Gov. William Donald Schaefer surprised lawmakers and education officials yesterday by backing a new state formula for funding education, a proposal he termed "fair" but which would slash millions of dollars from Baltimore schools.
The governor said during a news conference that he would support efforts by Montgomery County lawmakers to change the way the state distributes $1.2 billion in aid to public schools. Instead of awarding the money based on total enrollment, as is done now, the funding would be based on average daily 'D attendance.
"I support that. . . . I think it's fair," Mr. Schaefer said. "It should put pressure on the principals and on the superintendent to make sure the kids go to school."

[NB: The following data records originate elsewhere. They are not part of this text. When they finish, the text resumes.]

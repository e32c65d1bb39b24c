//! Embedding providers.
//!
//! Each provider implements [`docchat_core::embedding::Embedder`]:
//! - **[`OpenAIEmbedder`]**: `POST /v1/embeddings` on api.openai.com (or a
//!   compatible `url`). Key from `OPENAI_API_KEY`.
//! - **[`AzureEmbedder`]**: an Azure OpenAI embeddings deployment. Key from
//!   `AZURE_OPENAI_API_KEY`.
//! - **[`OllamaEmbedder`]**: a local Ollama instance's `/api/embed`.
//! - **`LocalEmbedder`**: in-process fastembed model (feature
//!   `local-embeddings`).
//!
//! The provider is chosen once, by [`create_embedder`], and passed to the
//! pipeline as `Arc<dyn Embedder>`.

#[cfg(feature = "local-embeddings")]
mod local;

use std::sync::Arc;

use anyhow::{bail, Result};
use async_trait::async_trait;
use docchat_core::embedding::Embedder;
use docchat_core::{RagError, RagResult};
use serde_json::Value;

use crate::config::EmbeddingConfig;
use crate::http;

#[cfg(feature = "local-embeddings")]
pub use local::LocalEmbedder;

const OPENAI_URL: &str = "https://api.openai.com/v1";
const OLLAMA_URL: &str = "http://localhost:11434";

// ============ OpenAI ============

pub struct OpenAIEmbedder {
    client: reqwest::Client,
    base_url: String,
    api_key: String,
    model: String,
    dims: usize,
    max_retries: u32,
}

impl OpenAIEmbedder {
    pub fn new(config: &EmbeddingConfig) -> Result<Self> {
        let model = config
            .model
            .clone()
            .unwrap_or_else(|| "text-embedding-3-small".to_string());
        let dims = match (config.dims, model.as_str()) {
            (Some(d), _) => d,
            (None, "text-embedding-3-small") | (None, "text-embedding-ada-002") => 1536,
            (None, "text-embedding-3-large") => 3072,
            (None, other) => bail!("embedding.dims required for OpenAI model '{}'", other),
        };
        let api_key = http::api_key("OPENAI_API_KEY").map_err(anyhow::Error::msg)?;
        Ok(Self {
            client: http::client(config.timeout_secs).map_err(anyhow::Error::msg)?,
            base_url: config
                .url
                .clone()
                .unwrap_or_else(|| OPENAI_URL.to_string())
                .trim_end_matches('/')
                .to_string(),
            api_key,
            model,
            dims,
            max_retries: config.max_retries,
        })
    }
}

#[async_trait]
impl Embedder for OpenAIEmbedder {
    fn model_name(&self) -> &str {
        &self.model
    }

    fn dims(&self) -> usize {
        self.dims
    }

    async fn embed_batch(&self, texts: &[String]) -> RagResult<Vec<Vec<f32>>> {
        let body = serde_json::json!({ "model": self.model, "input": texts });
        let auth = format!("Bearer {}", self.api_key);
        let json = http::post_json(
            &self.client,
            &format!("{}/embeddings", self.base_url),
            &[("Authorization", auth.as_str())],
            &body,
            self.max_retries,
            "OpenAI",
        )
        .await
        .map_err(RagError::Embedding)?;
        parse_openai_response(&json)
    }
}

// ============ Azure OpenAI ============

pub struct AzureEmbedder {
    client: reqwest::Client,
    url: String,
    api_key: String,
    deployment: String,
    dims: usize,
    max_retries: u32,
}

impl AzureEmbedder {
    pub fn new(config: &EmbeddingConfig) -> Result<Self> {
        let (Some(endpoint), Some(deployment)) = (&config.url, &config.deployment) else {
            bail!("embedding.url and embedding.deployment required for Azure provider");
        };
        let dims = config.dims.unwrap_or(match config.model.as_deref() {
            Some("text-embedding-3-large") => 3072,
            _ => 1536,
        });
        Ok(Self {
            client: http::client(config.timeout_secs).map_err(anyhow::Error::msg)?,
            url: http::azure_url(endpoint, deployment, "embeddings", &config.api_version),
            api_key: http::api_key("AZURE_OPENAI_API_KEY").map_err(anyhow::Error::msg)?,
            deployment: config.model.clone().unwrap_or_else(|| deployment.clone()),
            dims,
            max_retries: config.max_retries,
        })
    }
}

#[async_trait]
impl Embedder for AzureEmbedder {
    fn model_name(&self) -> &str {
        &self.deployment
    }

    fn dims(&self) -> usize {
        self.dims
    }

    async fn embed_batch(&self, texts: &[String]) -> RagResult<Vec<Vec<f32>>> {
        let body = serde_json::json!({ "input": texts });
        let json = http::post_json(
            &self.client,
            &self.url,
            &[("api-key", self.api_key.as_str())],
            &body,
            self.max_retries,
            "Azure OpenAI",
        )
        .await
        .map_err(RagError::Embedding)?;
        parse_openai_response(&json)
    }
}

/// Extract `data[].embedding`, ordered by each item's `index`.
fn parse_openai_response(json: &Value) -> RagResult<Vec<Vec<f32>>> {
    let data = json
        .get("data")
        .and_then(|d| d.as_array())
        .ok_or_else(|| RagError::Embedding("invalid response: missing data array".into()))?;

    let mut indexed = Vec::with_capacity(data.len());
    for (pos, item) in data.iter().enumerate() {
        let index = item
            .get("index")
            .and_then(|i| i.as_u64())
            .map(|i| i as usize)
            .unwrap_or(pos);
        let embedding = item
            .get("embedding")
            .ok_or_else(|| RagError::Embedding("invalid response: missing embedding".into()))?;
        indexed.push((index, to_f32_vec(embedding)?));
    }
    indexed.sort_by_key(|(i, _)| *i);
    Ok(indexed.into_iter().map(|(_, v)| v).collect())
}

// ============ Ollama ============

pub struct OllamaEmbedder {
    client: reqwest::Client,
    url: String,
    model: String,
    dims: usize,
    max_retries: u32,
}

impl OllamaEmbedder {
    pub fn new(config: &EmbeddingConfig) -> Result<Self> {
        let model = config
            .model
            .clone()
            .unwrap_or_else(|| "nomic-embed-text".to_string());
        let dims = match (config.dims, model.as_str()) {
            (Some(d), _) => d,
            (None, "nomic-embed-text") => 768,
            (None, "mxbai-embed-large") => 1024,
            (None, "all-minilm") => 384,
            (None, other) => bail!("embedding.dims required for Ollama model '{}'", other),
        };
        Ok(Self {
            client: http::client(config.timeout_secs).map_err(anyhow::Error::msg)?,
            url: config
                .url
                .clone()
                .unwrap_or_else(|| OLLAMA_URL.to_string())
                .trim_end_matches('/')
                .to_string(),
            model,
            dims,
            max_retries: config.max_retries,
        })
    }
}

#[async_trait]
impl Embedder for OllamaEmbedder {
    fn model_name(&self) -> &str {
        &self.model
    }

    fn dims(&self) -> usize {
        self.dims
    }

    async fn embed_batch(&self, texts: &[String]) -> RagResult<Vec<Vec<f32>>> {
        let body = serde_json::json!({ "model": self.model, "input": texts });
        let json = http::post_json(
            &self.client,
            &format!("{}/api/embed", self.url),
            &[],
            &body,
            self.max_retries,
            "Ollama",
        )
        .await
        .map_err(RagError::Embedding)?;
        parse_ollama_response(&json)
    }
}

fn parse_ollama_response(json: &Value) -> RagResult<Vec<Vec<f32>>> {
    json.get("embeddings")
        .and_then(|e| e.as_array())
        .ok_or_else(|| RagError::Embedding("invalid Ollama response: missing embeddings array".into()))?
        .iter()
        .map(to_f32_vec)
        .collect()
}

fn to_f32_vec(value: &Value) -> RagResult<Vec<f32>> {
    value
        .as_array()
        .ok_or_else(|| RagError::Embedding("invalid response: embedding is not an array".into()))?
        .iter()
        .map(|v| {
            v.as_f64()
                .map(|f| f as f32)
                .ok_or_else(|| RagError::Embedding("invalid response: non-numeric embedding value".into()))
        })
        .collect()
}

/// Instantiate the configured embedding provider.
///
/// | Config Value | Provider |
/// |-------------|----------|
/// | `"openai"` | [`OpenAIEmbedder`] |
/// | `"azure"` | [`AzureEmbedder`] |
/// | `"ollama"` | [`OllamaEmbedder`] |
/// | `"local"` | `LocalEmbedder` (feature `local-embeddings`) |
pub fn create_embedder(config: &EmbeddingConfig) -> Result<Arc<dyn Embedder>> {
    match config.provider.as_str() {
        "openai" => Ok(Arc::new(OpenAIEmbedder::new(config)?)),
        "azure" => Ok(Arc::new(AzureEmbedder::new(config)?)),
        "ollama" => Ok(Arc::new(OllamaEmbedder::new(config)?)),
        #[cfg(feature = "local-embeddings")]
        "local" => Ok(Arc::new(LocalEmbedder::new(config)?)),
        #[cfg(not(feature = "local-embeddings"))]
        "local" => bail!("Local embedding provider requires --features local-embeddings"),
        other => bail!("Unknown embedding provider: {}", other),
    }
}

#[cfg(test)]
mod tests {
    use super::*;

    #[test]
    fn test_parse_openai_orders_by_index() {
        let json = serde_json::json!({
            "data": [
                { "index": 1, "embedding": [0.0, 1.0] },
                { "index": 0, "embedding": [1.0, 0.0] }
            ]
        });
        let vectors = parse_openai_response(&json).unwrap();
        assert_eq!(vectors, vec![vec![1.0, 0.0], vec![0.0, 1.0]]);
    }

    #[test]
    fn test_parse_rejects_malformed_response() {
        assert!(parse_openai_response(&serde_json::json!({})).is_err());
        let bad = serde_json::json!({ "embeddings": [[1.0, "x"]] });
        assert!(matches!(parse_ollama_response(&bad), Err(RagError::Embedding(_))));
    }

    #[test]
    fn test_ollama_defaults() {
        let config = EmbeddingConfig {
            provider: "ollama".into(),
            ..Default::default()
        };
        let embedder = create_embedder(&config).unwrap();
        assert_eq!(embedder.model_name(), "nomic-embed-text");
        assert_eq!(embedder.dims(), 768);
    }

    #[test]
    fn test_unknown_ollama_model_needs_dims() {
        let config = EmbeddingConfig {
            provider: "ollama".into(),
            model: Some("custom".into()),
            ..Default::default()
        };
        assert!(create_embedder(&config).is_err());
    }

    #[tokio::test]
    async fn test_unreachable_provider_is_embedding_error() {
        let config = EmbeddingConfig {
            provider: "ollama".into(),
            url: Some("http://127.0.0.1:9".into()),
            max_retries: 0,
            timeout_secs: 1,
            ..Default::default()
        };
        let embedder = create_embedder(&config).unwrap();
        let err = embedder.embed("hello").await.unwrap_err();
        assert!(matches!(err, RagError::Embedding(_)));
    }
}
//! Question answering over the live index, plus the latest-answer slot.
//!
//! An answer is produced by retrieving the top chunks for the question,
//! re-deriving their text from the sources, and asking the generator to
//! answer from that context only. Citations keep retrieval rank order.

use std::collections::HashSet;
use std::path::{Path, PathBuf};
use std::sync::Arc;

use docchat_core::embedding::Embedder;
use docchat_core::generate::TextGenerator;
use docchat_core::models::{Answer, Citation, ScoredChunk};
use docchat_core::prompt::{build_prompt, preview};
use docchat_core::retrieve::{Retriever, DEFAULT_TOP_K};
use docchat_core::{RagError, RagResult};

use crate::document_store::DocumentStore;
use crate::index_store::{IndexStore, StoredIndex};
use crate::locator::ChunkLocator;

/// File name of the latest-answer slot inside the index directory.
pub const LATEST_ANSWER_FILE: &str = "latest_answer.txt";

pub struct Answerer {
    embedder: Arc<dyn Embedder>,
    generator: Arc<dyn TextGenerator>,
    documents: DocumentStore,
    index: IndexStore,
}

impl Answerer {
    pub fn new(
        embedder: Arc<dyn Embedder>,
        generator: Arc<dyn TextGenerator>,
        documents: DocumentStore,
        index: IndexStore,
    ) -> Self {
        Self {
            embedder,
            generator,
            documents,
            index,
        }
    }

    /// Answer `question` from the [`DEFAULT_TOP_K`] most similar chunks.
    pub async fn answer(&self, question: &str) -> RagResult<Answer> {
        self.answer_with_k(question, DEFAULT_TOP_K).await
    }

    /// Answer `question` from the `k` most similar chunks.
    ///
    /// # Errors
    ///
    /// - [`RagError::Config`] if `k == 0`.
    /// - [`RagError::IndexNotFound`] if no index has been built.
    /// - [`RagError::IncompatibleIndex`] if the embedder does not match the index.
    /// - [`RagError::Generation`] if embedding the question or generating fails.
    pub async fn answer_with_k(&self, question: &str, k: usize) -> RagResult<Answer> {
        if k == 0 {
            return Err(RagError::Config("k must be >= 1".into()));
        }
        let stored = self.index.load()?;
        let retriever = Retriever::new(self.embedder.as_ref(), &stored.index)?;
        let hits = retriever
            .retrieve(question, k)
            .await
            .map_err(RagError::into_generation)?;
        tracing::debug!(hits = hits.len(), version = %stored.version, "retrieved chunks");

        let contexts = self.resolve_hits(&stored, &hits)?;
        let prompt = build_prompt(
            question,
            &contexts.iter().map(|(_, text)| text.as_str()).collect::<Vec<_>>(),
        );
        let answer = self.generator.generate(&prompt).await?;

        let citations = contexts
            .iter()
            .map(|(hit, text)| Citation {
                source_id: hit.source_id.clone(),
                ordinal: hit.ordinal,
                preview: preview(text),
            })
            .collect();
        Ok(Answer { answer, citations })
    }

    /// Re-derive the text of each hit, in rank order.
    ///
    /// A cited source that vanished or no longer has that chunk fails the
    /// whole answer with [`RagError::SourceNotFound`] or
    /// [`RagError::ChunkNotFound`].
    fn resolve_hits<'h>(
        &self,
        stored: &StoredIndex,
        hits: &'h [ScoredChunk],
    ) -> RagResult<Vec<(&'h ScoredChunk, String)>> {
        let locator = ChunkLocator::new(&self.documents, stored.chunker())?;
        let refs: Vec<_> = hits.iter().map(ScoredChunk::chunk_ref).collect();
        let located = locator.locate_all(&refs)?;

        let mut warned = HashSet::new();
        for l in &located {
            let source_id = l.chunk.source_id.as_str();
            let stale = stored
                .source(source_id)
                .is_some_and(|record| record.sha256 != l.fingerprint);
            if stale && warned.insert(source_id) {
                tracing::warn!(
                    source_id,
                    "source changed since the index was built; citations may be inaccurate until rebuild"
                );
            }
        }

        Ok(hits
            .iter()
            .zip(located)
            .map(|(hit, l)| (hit, l.chunk.text))
            .collect())
    }
}

fn latest_answer_path(index_dir: &Path) -> PathBuf {
    index_dir.join(LATEST_ANSWER_FILE)
}

/// Replace the latest-answer slot with `text`.
pub fn save_latest_answer(index_dir: &Path, text: &str) -> std::io::Result<()> {
    std::fs::create_dir_all(index_dir)?;
    crate::index_store::write_atomic(&latest_answer_path(index_dir), text.as_bytes())
}

/// Contents of the latest-answer slot, or `None` if nothing was answered yet.
pub fn load_latest_answer(index_dir: &Path) -> std::io::Result<Option<String>> {
    match std::fs::read_to_string(latest_answer_path(index_dir)) {
        Ok(text) => Ok(Some(text)),
        Err(e) if e.kind() == std::io::ErrorKind::NotFound => Ok(None),
        Err(e) => Err(e),
    }
}

#[cfg(test)]
mod tests {
    use super::*;

    #[test]
    fn test_latest_answer_slot() {
        let dir = tempfile::tempdir().unwrap();
        let index_dir = dir.path().join("index");
        assert_eq!(load_latest_answer(&index_dir).unwrap(), None);
        save_latest_answer(&index_dir, "first").unwrap();
        save_latest_answer(&index_dir, "second").unwrap();
        assert_eq!(load_latest_answer(&index_dir).unwrap().as_deref(), Some("second"));
    }
}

The measure would send an additional $1.5 million next year to Montgomery County, where attendance is high. But it would hurt four jurisdictions, including Baltimore, where educators say poverty has contributed to lower school attendance.
Mr. Schaefer, a former Baltimore mayor, conceded that his native city would take "a hit" under the proposal but said that the city would lose only about $4 million. "That would not hurt the system that much," he said.
But that's just what Baltimore would lose next year. The proposed change in formula would be phased in over four years and when fully implemented, the city would lose much more.
If such legislation were fully in place this year, Baltimore would lose about $17 million of the $239 million it expects from the state's main school aid program, called Action Plan for Excellence (APEX).
Despite the governor's endorsement, lawmakers -- even those who support the measure -- doubt that it could gain enough support to win legislative approval. Some legislators speculated that Mr. Schaefer's support might be aimed at bashing Mayor Kurt L. Schmoke, whom he dislikes.
City educators reacted with dismay to the governor's comments.
"It would be devastating for us," said Baltimore school Superintendent Walter G. Amprey, who told legislative leaders last month that he was trying to boost lagging attendance in city schools.
Three counties also would see reductions in school aid: Prince George's, Somerset and Cecil. Should the legislation win
approval, school systems would be affected in the school year that begins in September 1994.
Legislative leaders doubt the proposed aid change has much of a chance of passage because of the opposition from Baltimore and Prince George's lawmakers. "I don't think there's any likelihood," said House Speaker R. Clayton Mitchell Jr., a Kent County Democrat.
Other lawmakers said the governor promised Montgomery legislators in a meeting several weeks ago that he would offer them a raise in school aid. The county was hurt last fall in a special session when the legislature voted to eliminate state payment of Social Security taxes for teachers, librarians and community college employees.
SCHOOL AID CHANGE
Under the proposed amendment, some districts would gain or lose aid beginning with the September 1994 school year.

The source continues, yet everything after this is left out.